У нас, у евреев, развилась за столетия какая-то необычайно высокая культура беззастенчивого гостевания. Мы так хорошо умеем гостить в
Когда мне говорят, что этот особый путь неизбежно связан с религией, и наша религия может снова увести нас с исторического пути, и мы опять исчезнем из истории материальной культуры, я могу ответить лишь одно: если в душе есть достаточное мужество и силы задать себе такой вопрос, то это уже залог, что мы не исчезнем. Если же этих сил на самом деле нет, - что ж, значит, такова наша судьба. Однако в любом случае смешно об этом гадать. Если перебежать в Европу, - от этого разве станет лучше? Или, может быть, нам отвергнуть на этом основании нашу религию? Но тому, кто ею насквозь пронизан, предлагать это бессмысленно, он ее не отвергнет, а тому, кто от нее далеко, - хорошо бы, прежде, чем отвергнуть, - познать. Тогда, быть может, он увидит и другую сторону проблемы. Сегодня во всем мире культура строится, - точнее, ее пытаются строить, - в условиях распада религиозного сознания, отсутствия абсолютных ценностей.

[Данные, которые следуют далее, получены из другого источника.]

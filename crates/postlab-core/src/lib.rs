pub mod dispatch;
pub mod error;
pub mod types;
pub mod validation;

// Re-export commonly used types
pub use dispatch::{DispatchCall, DispatchOutcome, Dispatcher};
pub use error::{CoreError, CoreResult};
pub use types::{
    BodyType, CascadeSummary, Collection, Entity, HttpMethod, NewParam, NewRequest, NewResponse,
    Param, ParamUpdate, RequestRecord, ResponseRecord, ResponseUpdate,
};
pub use validation::ValidationError;
use postlab_core::CoreError;

#[derive(Debug, thiserror::Error)]
pub enum StoreError {
    #[error("Database error: {0}")]
    Database(#[from] sqlx::Error),

    #[error("Migration error: {0}")]
    Migration(String),

    #[error("Serialization error: {0}")]
    Serialization(#[from] serde_json::Error),

    #[error("Invalid stored value: {0}")]
    InvalidData(String),

    #[error("IO error: {0}")]
    Io(#[from] std::io::Error),
}

impl From<StoreError> for CoreError {
    fn from(err: StoreError) -> Self {
        match err {
            StoreError::Database(e) => match e {
                sqlx::Error::Database(db_err) => {
                    let code = db_err.code().unwrap_or_default();
                    let message = db_err.message();

                    // SQLite extended result codes: https://www.sqlite.org/rescode.html
                    match code.as_ref() {
                        "1555" | "2067" => CoreError::Conflict(format!(
                            "Unique constraint violation: {}",
                            message
                        )),
                        "787" => CoreError::Invalid(format!(
                            "Foreign key constraint failed: {}",
                            message
                        )),
                        "275" => CoreError::Invalid(format!(
                            "Check constraint failed: {}",
                            message
                        )),
                        _ => CoreError::Db(format!("Database error ({}): {}", code, message)),
                    }
                }
                sqlx::Error::RowNotFound => CoreError::NotFound("row not found".to_string()),
                _ => CoreError::Db(e.to_string()),
            },
            StoreError::Migration(msg) => CoreError::Db(msg),
            StoreError::Serialization(e) => CoreError::Serde(e.to_string()),
            StoreError::InvalidData(msg) => CoreError::Db(msg),
            StoreError::Io(e) => CoreError::Db(e.to_string()),
        }
    }
}

pub type StoreResult<T> = Result<T, StoreError>;
//! REST API server command

use crate::{error::CliResult, utils::ColoredOutput};
use postlab_config::PostlabConfig;
use postlab_server::AppState;

pub struct ServeCommand;

impl ServeCommand {
    /// Run until Ctrl-C, then close the store.
    pub async fn run(config: &PostlabConfig) -> CliResult<()> {
        tracing::info!(
            addr = %config.server.addr,
            database_url = %config.database.url,
            request_timeout_ms = config.dispatch.request_timeout_ms,
            "starting REST API server"
        );

        let app_state = AppState::from_config(config).await?;
        println!(
            "{} {}",
            ColoredOutput::success("Listening on"),
            ColoredOutput::highlight(&config.server.addr)
        );

        let served =
            postlab_server::serve(app_state.clone(), &config.server.addr, shutdown_signal()).await;
        app_state.shutdown().await;
        served?;

        Ok(())
    }
}

async fn shutdown_signal() {
    match tokio::signal::ctrl_c().await {
        Ok(()) => tracing::info!("shutdown requested"),
        Err(e) => {
            // Without a signal handler the server runs until killed
            tracing::error!(error = %e, "failed to listen for Ctrl-C");
            std::future::pending::<()>().await
        }
    }
}
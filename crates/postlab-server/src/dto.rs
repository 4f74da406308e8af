//! REST API DTOs

use postlab_core::{CascadeSummary, Collection, Param};
use serde::{Deserialize, Serialize};

/// Response envelope wrapper
#[derive(Debug, Serialize)]
pub struct ResponseEnvelope<T> {
    pub success: bool,
    pub data: T,
    pub metadata: ResponseMeta,
}

impl<T> ResponseEnvelope<T> {
    pub fn ok(data: T, request_id: String) -> Self {
        Self { success: true, data, metadata: ResponseMeta::new(request_id) }
    }
}

/// Response metadata
#[derive(Debug, Serialize)]
pub struct ResponseMeta {
    pub request_id: String,
    #[serde(skip_serializing_if = "Option::is_none")]
    pub execution_time_ms: Option<u64>,
}

impl ResponseMeta {
    pub fn new(request_id: String) -> Self {
        Self { request_id, execution_time_ms: None }
    }
}

/// POST /collections
#[derive(Debug, Deserialize)]
pub struct CreateCollectionRequest {
    pub name: String,
}

/// PATCH /collections/:id
#[derive(Debug, Deserialize)]
pub struct RenameCollectionRequest {
    #[serde(default)]
    pub new_name: Option<String>,
}

#[derive(Debug, Serialize)]
pub struct CollectionView {
    pub collection_id: i64,
    pub name: String,
}

impl From<Collection> for CollectionView {
    fn from(c: Collection) -> Self {
        Self { collection_id: c.id, name: c.name }
    }
}

#[derive(Debug, Deserialize)]
pub struct ParamsQuery {
    pub request_id: i64,
}

#[derive(Debug, Serialize)]
pub struct ParamView {
    pub id: i64,
    pub key: String,
    pub value: String,
}

impl From<Param> for ParamView {
    fn from(p: Param) -> Self {
        Self { id: p.id, key: p.key, value: p.value }
    }
}

/// GET /params?request_id=
#[derive(Debug, Serialize)]
pub struct ParamsListing {
    pub request_id: i64,
    pub params: Vec<ParamView>,
}

/// Result of a cascading delete
#[derive(Debug, Serialize)]
pub struct DeletedView {
    pub id: i64,
    pub deleted: CascadeSummary,
}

Я боюсь, что в этих условиях построение подлинной культуры вообще невозможно. Я не верю, что может существовать безрелигиозная культура, и в этом смысле у евреев есть даже преимущество перед Европой и остальным миром, ибо их религия не может быть просто "отброшена", она составляет часть их национальной жизни. У меня нет никаких сомнений в полезности религии в жизни и культуре еврейского народа. Я отношусь положительно к религиозности израильского общества. Другое дело, что я не знаю, где мера этой полезности, и я вовсе не готов менять свой образ жизни или голосовать за изменение нашего образа жизни, - но я просто уверен, что такие вопросы не решаются голосованием. Эта мера создается практикой.

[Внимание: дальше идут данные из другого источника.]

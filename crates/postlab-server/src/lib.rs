//! Postlab Server
//!
//! REST API over the request orchestrator.

pub mod app_state;
pub mod dto;
pub mod error;
pub mod middleware;
pub mod restapi;

// Re-export key types
pub use app_state::AppState;
pub use error::{ServerError, ServerResult};
pub use restapi::{create_router, serve};
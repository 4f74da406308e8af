//! Utility functions for the CLI

use crate::error::CliResult;
use colored::{ColoredString, Colorize};
use tracing_subscriber::{EnvFilter, FmtSubscriber};

/// Initialize tracing; `RUST_LOG` wins, otherwise `info` (or `debug` when verbose)
pub fn init_tracing(verbose: bool) -> CliResult<()> {
    let default_level = if verbose { "debug" } else { "info" };
    let filter =
        EnvFilter::try_from_default_env().unwrap_or_else(|_| EnvFilter::new(default_level));

    let subscriber = FmtSubscriber::builder()
        .with_env_filter(filter)
        .with_target(false)
        .with_thread_ids(false)
        .with_file(false)
        .with_line_number(false)
        .finish();

    tracing::subscriber::set_global_default(subscriber).map_err(|e| {
        crate::error::CliError::General(format!("Failed to set tracing subscriber: {}", e))
    })?;

    Ok(())
}

/// Utility for colored console output
pub struct ColoredOutput;

impl ColoredOutput {
    pub fn success(msg: &str) -> ColoredString {
        msg.green().bold()
    }

    pub fn error(msg: &str) -> ColoredString {
        msg.red().bold()
    }

    pub fn highlight(msg: &str) -> ColoredString {
        msg.cyan().bold()
    }
}
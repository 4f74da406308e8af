//! REST API module

pub mod handlers;
pub mod router;

pub use router::create_router;

use crate::{AppState, ServerError, ServerResult};
use std::future::Future;
use std::net::SocketAddr;

/// Serve the REST API until `shutdown` resolves
pub async fn serve<F>(app_state: AppState, addr: &str, shutdown: F) -> ServerResult<()>
where
    F: Future<Output = ()> + Send + 'static,
{
    let app = create_router(app_state);

    let addr: SocketAddr = addr
        .parse()
        .map_err(|e| ServerError::InvalidInput(format!("Invalid address: {}", e)))?;

    let listener = tokio::net::TcpListener::bind(addr)
        .await
        .map_err(|e| ServerError::Internal(format!("Failed to bind: {}", e)))?;

    tracing::info!(%addr, "REST API listening");

    axum::serve(listener, app)
        .with_graceful_shutdown(shutdown)
        .await
        .map_err(|e| ServerError::Internal(format!("Server error: {}", e)))?;

    tracing::info!("REST API stopped");
    Ok(())
}
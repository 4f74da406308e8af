//! Request ID middleware

use axum::{
    http::{HeaderValue, Request},
    response::Response,
};
use std::task::{Context, Poll};
use tower::{Layer, Service};
use uuid::Uuid;

pub const REQUEST_ID_HEADER: &str = "x-request-id";

/// Layer that tags every request and response with an id
#[derive(Clone)]
pub struct RequestIdLayer;

impl<S> Layer<S> for RequestIdLayer {
    type Service = RequestIdService<S>;

    fn layer(&self, inner: S) -> Self::Service {
        RequestIdService { inner }
    }
}

#[derive(Clone)]
pub struct RequestIdService<S> {
    inner: S,
}

impl<S, B> Service<Request<B>> for RequestIdService<S>
where
    S: Service<Request<B>, Response = Response> + Clone + Send + 'static,
    S::Future: Send + 'static,
    B: Send + 'static,
{
    type Response = S::Response;
    type Error = S::Error;
    type Future = std::pin::Pin<
        Box<dyn std::future::Future<Output = Result<Self::Response, Self::Error>> + Send>,
    >;

    fn poll_ready(&mut self, cx: &mut Context<'_>) -> Poll<Result<(), Self::Error>> {
        self.inner.poll_ready(cx)
    }

    fn call(&mut self, mut req: Request<B>) -> Self::Future {
        // Reuse a caller-supplied id when it is a usable header value
        let header = req
            .headers()
            .get(REQUEST_ID_HEADER)
            .filter(|v| v.to_str().map_or(false, |s| !s.is_empty()))
            .cloned();
        let header = match header {
            Some(value) => value,
            None => {
                let generated = HeaderValue::from_str(&Uuid::new_v4().to_string())
                    .unwrap_or_else(|_| HeaderValue::from_static("unknown"));
                req.headers_mut().insert(REQUEST_ID_HEADER, generated.clone());
                generated
            }
        };

        let request_id = header.to_str().unwrap_or("unknown").to_string();
        req.extensions_mut().insert(RequestId(request_id));

        let mut inner = self.inner.clone();
        Box::pin(async move {
            let mut response = inner.call(req).await?;
            response.headers_mut().insert(REQUEST_ID_HEADER, header);
            Ok(response)
        })
    }
}

/// Request ID extractor
#[derive(Debug, Clone)]
pub struct RequestId(pub String);

impl RequestId {
    pub fn as_str(&self) -> &str {
        &self.0
    }
}
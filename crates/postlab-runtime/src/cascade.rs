//! Cascading deletes. Children go first, inside one transaction, and the
//! parent's existence is checked before anything is removed.

use crate::orchestrator::{finish, Orchestrator};
use postlab_core::{CascadeSummary, CoreError, CoreResult, Entity};
use postlab_store::StoreTx;

impl Orchestrator {
    /// Delete a request with its responses and params.
    pub async fn delete_request(&self, id: i64) -> CoreResult<CascadeSummary> {
        let mut tx = self.store.begin().await?;
        let result = cascade_request(&mut tx, id).await;
        let summary = finish(tx, result, "delete_request").await?;
        tracing::info!(request_id = id, ?summary, "request deleted");
        Ok(summary)
    }

    /// Delete a collection with every request under it and their children.
    pub async fn delete_collection(&self, id: i64) -> CoreResult<CascadeSummary> {
        let mut tx = self.store.begin().await?;
        let result = cascade_collection(&mut tx, id).await;
        let summary = finish(tx, result, "delete_collection").await?;
        tracing::info!(collection_id = id, ?summary, "collection deleted");
        Ok(summary)
    }
}

async fn cascade_request(tx: &mut StoreTx, id: i64) -> CoreResult<CascadeSummary> {
    if !tx.request_exists(id).await? {
        return Err(CoreError::not_found(Entity::Request, id));
    }

    let ids = [id];
    let responses = tx.delete_responses_for_requests(&ids).await?;
    let params = tx.delete_params_for_requests(&ids).await?;
    let requests = tx.delete_request(id).await?;
    if requests == 0 {
        return Err(CoreError::not_found(Entity::Request, id));
    }

    Ok(CascadeSummary { collections: 0, requests, params, responses })
}

async fn cascade_collection(tx: &mut StoreTx, id: i64) -> CoreResult<CascadeSummary> {
    if !tx.collection_exists(id).await? {
        return Err(CoreError::not_found(Entity::Collection, id));
    }

    let mut summary = CascadeSummary::default();
    let request_ids = tx.request_ids_in_collection(id).await?;
    if !request_ids.is_empty() {
        summary.responses = tx.delete_responses_for_requests(&request_ids).await?;
        summary.params = tx.delete_params_for_requests(&request_ids).await?;
        summary.requests = tx.delete_requests_in_collection(id).await?;
    }

    summary.collections = tx.delete_collection(id).await?;
    if summary.collections == 0 {
        return Err(CoreError::not_found(Entity::Collection, id));
    }
    Ok(summary)
}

В одной из своих статей М. Агурский очень точно определил нашу распространенную болезнь, как стремление евреев во всем мире к некоей "центральности". За это евреев, собственно, и не любят. Они все время пытаются пролезть поближе к "центру событий". В любом месте, на любом уровне, в любой профессии евреи рвутся к эпицентру землетрясения. (Не есть ли это просто другая формулировка все того же еврейского карьеризма, который гонит нас в столицы?) Им всегда кажется, что где-то там "центр", где-то "там" создается культура, а они, в Израиле - о ужас!

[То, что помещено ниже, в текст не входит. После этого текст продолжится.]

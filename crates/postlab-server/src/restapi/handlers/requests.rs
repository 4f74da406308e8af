//! Request handlers: save-and-send, read and cascading delete

use super::{fail, json_body, ok, path_id, ApiResult};
use crate::{dto::DeletedView, middleware::RequestId, AppState};
use axum::extract::{
    rejection::{JsonRejection, PathRejection},
    Extension, Json, Path, State,
};
use postlab_core::RequestRecord;
use postlab_runtime::{SaveOutcome, SaveRequest};

/// POST /requests
pub async fn save_and_send(
    State(app_state): State<AppState>,
    Extension(request_id): Extension<RequestId>,
    payload: Result<Json<SaveRequest>, JsonRejection>,
) -> ApiResult<SaveOutcome> {
    let definition = json_body(payload, &request_id)?;
    tracing::debug!(
        request_id = %request_id.as_str(),
        method = %definition.method,
        url = %definition.url,
        "save and send"
    );

    let outcome =
        app_state.orchestrator.save_and_send(definition).await.map_err(|e| fail(e, &request_id))?;
    ok(outcome, &request_id)
}

/// GET /requests/:id
pub async fn get_request(
    State(app_state): State<AppState>,
    Extension(request_id): Extension<RequestId>,
    id: Result<Path<i64>, PathRejection>,
) -> ApiResult<RequestRecord> {
    let id = path_id(id, &request_id)?;
    let record = app_state.orchestrator.get_request(id).await.map_err(|e| fail(e, &request_id))?;
    ok(record, &request_id)
}

/// DELETE /requests/:id
pub async fn delete_request(
    State(app_state): State<AppState>,
    Extension(request_id): Extension<RequestId>,
    id: Result<Path<i64>, PathRejection>,
) -> ApiResult<DeletedView> {
    let id = path_id(id, &request_id)?;
    let deleted =
        app_state.orchestrator.delete_request(id).await.map_err(|e| fail(e, &request_id))?;
    ok(DeletedView { id, deleted }, &request_id)
}
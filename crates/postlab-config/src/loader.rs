use crate::error::{ConfigError, ConfigResult};
use crate::schema::PostlabConfig;
use std::fs;
use std::path::Path;
use std::str::FromStr;

pub const ENV_ADDR: &str = "POSTLAB_ADDR";
pub const ENV_DATABASE_URL: &str = "POSTLAB_DATABASE_URL";
pub const ENV_DB_MAX_CONNECTIONS: &str = "POSTLAB_DB_MAX_CONNECTIONS";
pub const ENV_CONNECT_TIMEOUT_MS: &str = "POSTLAB_CONNECT_TIMEOUT_MS";
pub const ENV_REQUEST_TIMEOUT_MS: &str = "POSTLAB_REQUEST_TIMEOUT_MS";

/// Supported file formats for configuration
#[derive(Debug, Clone, PartialEq)]
pub enum FileFormat {
    Yaml,
    Json,
}

impl FileFormat {
    /// Detect file format from extension
    pub fn from_path<P: AsRef<Path>>(path: P) -> ConfigResult<Self> {
        let path = path.as_ref();
        match path.extension().and_then(|s| s.to_str()) {
            Some("yaml") | Some("yml") => Ok(FileFormat::Yaml),
            Some("json") => Ok(FileFormat::Json),
            Some(ext) => Err(ConfigError::UnsupportedFormat(ext.to_string())),
            None => Err(ConfigError::UnsupportedFormat("no extension".to_string())),
        }
    }
}

type EnvLookup = Box<dyn Fn(&str) -> Option<String> + Send + Sync>;

/// Layers defaults, an optional config file and `POSTLAB_*` environment overrides.
pub struct ConfigLoader {
    env: EnvLookup,
}

impl Default for ConfigLoader {
    fn default() -> Self {
        Self::new()
    }
}

impl ConfigLoader {
    /// Loader reading overrides from the process environment
    pub fn new() -> Self {
        Self::with_env(|name| std::env::var(name).ok())
    }

    /// Loader with a custom variable lookup (used by tests)
    pub fn with_env<F>(lookup: F) -> Self
    where
        F: Fn(&str) -> Option<String> + Send + Sync + 'static,
    {
        Self { env: Box::new(lookup) }
    }

    /// Load and validate the effective configuration.
    pub fn load(&self, path: Option<&Path>) -> ConfigResult<PostlabConfig> {
        let mut config = match path {
            Some(path) => {
                let config = Self::load_from_file(path)?;
                tracing::debug!(path = %path.display(), "loaded config file");
                config
            }
            None => PostlabConfig::default(),
        };

        self.apply_env(&mut config)?;
        config.validate()?;
        Ok(config)
    }

    pub fn load_from_file<P: AsRef<Path>>(path: P) -> ConfigResult<PostlabConfig> {
        let path = path.as_ref();
        let format = FileFormat::from_path(path)?;
        let content = fs::read_to_string(path)?;
        Self::parse_content(&content, format)
    }

    pub fn parse_content(content: &str, format: FileFormat) -> ConfigResult<PostlabConfig> {
        if content.trim().is_empty() {
            return Ok(PostlabConfig::default());
        }
        let config = match format {
            FileFormat::Yaml => serde_yaml::from_str(content)?,
            FileFormat::Json => serde_json::from_str(content)?,
        };
        Ok(config)
    }

    fn apply_env(&self, config: &mut PostlabConfig) -> ConfigResult<()> {
        if let Some(addr) = (self.env)(ENV_ADDR) {
            config.server.addr = addr;
        }
        if let Some(url) = (self.env)(ENV_DATABASE_URL) {
            config.database.url = url;
        }
        if let Some(max) = self.parsed(ENV_DB_MAX_CONNECTIONS)? {
            config.database.max_connections = max;
        }
        if let Some(ms) = self.parsed(ENV_CONNECT_TIMEOUT_MS)? {
            config.dispatch.connect_timeout_ms = ms;
        }
        if let Some(ms) = self.parsed(ENV_REQUEST_TIMEOUT_MS)? {
            config.dispatch.request_timeout_ms = ms;
        }
        Ok(())
    }

    fn parsed<T>(&self, name: &str) -> ConfigResult<Option<T>>
    where
        T: FromStr,
        T::Err: std::fmt::Display,
    {
        match (self.env)(name) {
            None => Ok(None),
            Some(raw) => raw.trim().parse::<T>().map(Some).map_err(|e| ConfigError::InvalidEnv {
                name: name.to_string(),
                reason: format!("'{}': {}", raw, e),
            }),
        }
    }
}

– живут в провинции, на периферии событий... Я очень много ездил, я общался с людьми, и я понял, что в мире нет центра. Этим и характерен западный мир: в нем нет центра. Амстердам - это центр для голландцев, замечательное место, потрясающее место, но это ни в какой мере не центр ни для англичан, ни для французов, ни для итальянцев. И хотя Нью-Йорк сегодня - в каком-то смысле центр мира, но Париж для французов важнее Нью-Йорка. Сол Беллоу как-то сказал, что Париж в культурном смысле нисколько не выше Буэнос-Айреса, но для французов - это их уровень, их центр. И в этом плане Тель-Авив и Иерусалим - ничуть не меньшие "центры". Более того, мне кажется, что некоторая чуткость позволила бы нам заметить, что в каком-то еще более глубоком смысле подлинный центр мира действительно находится здесь, - не только для нас, евреев, но и для всех.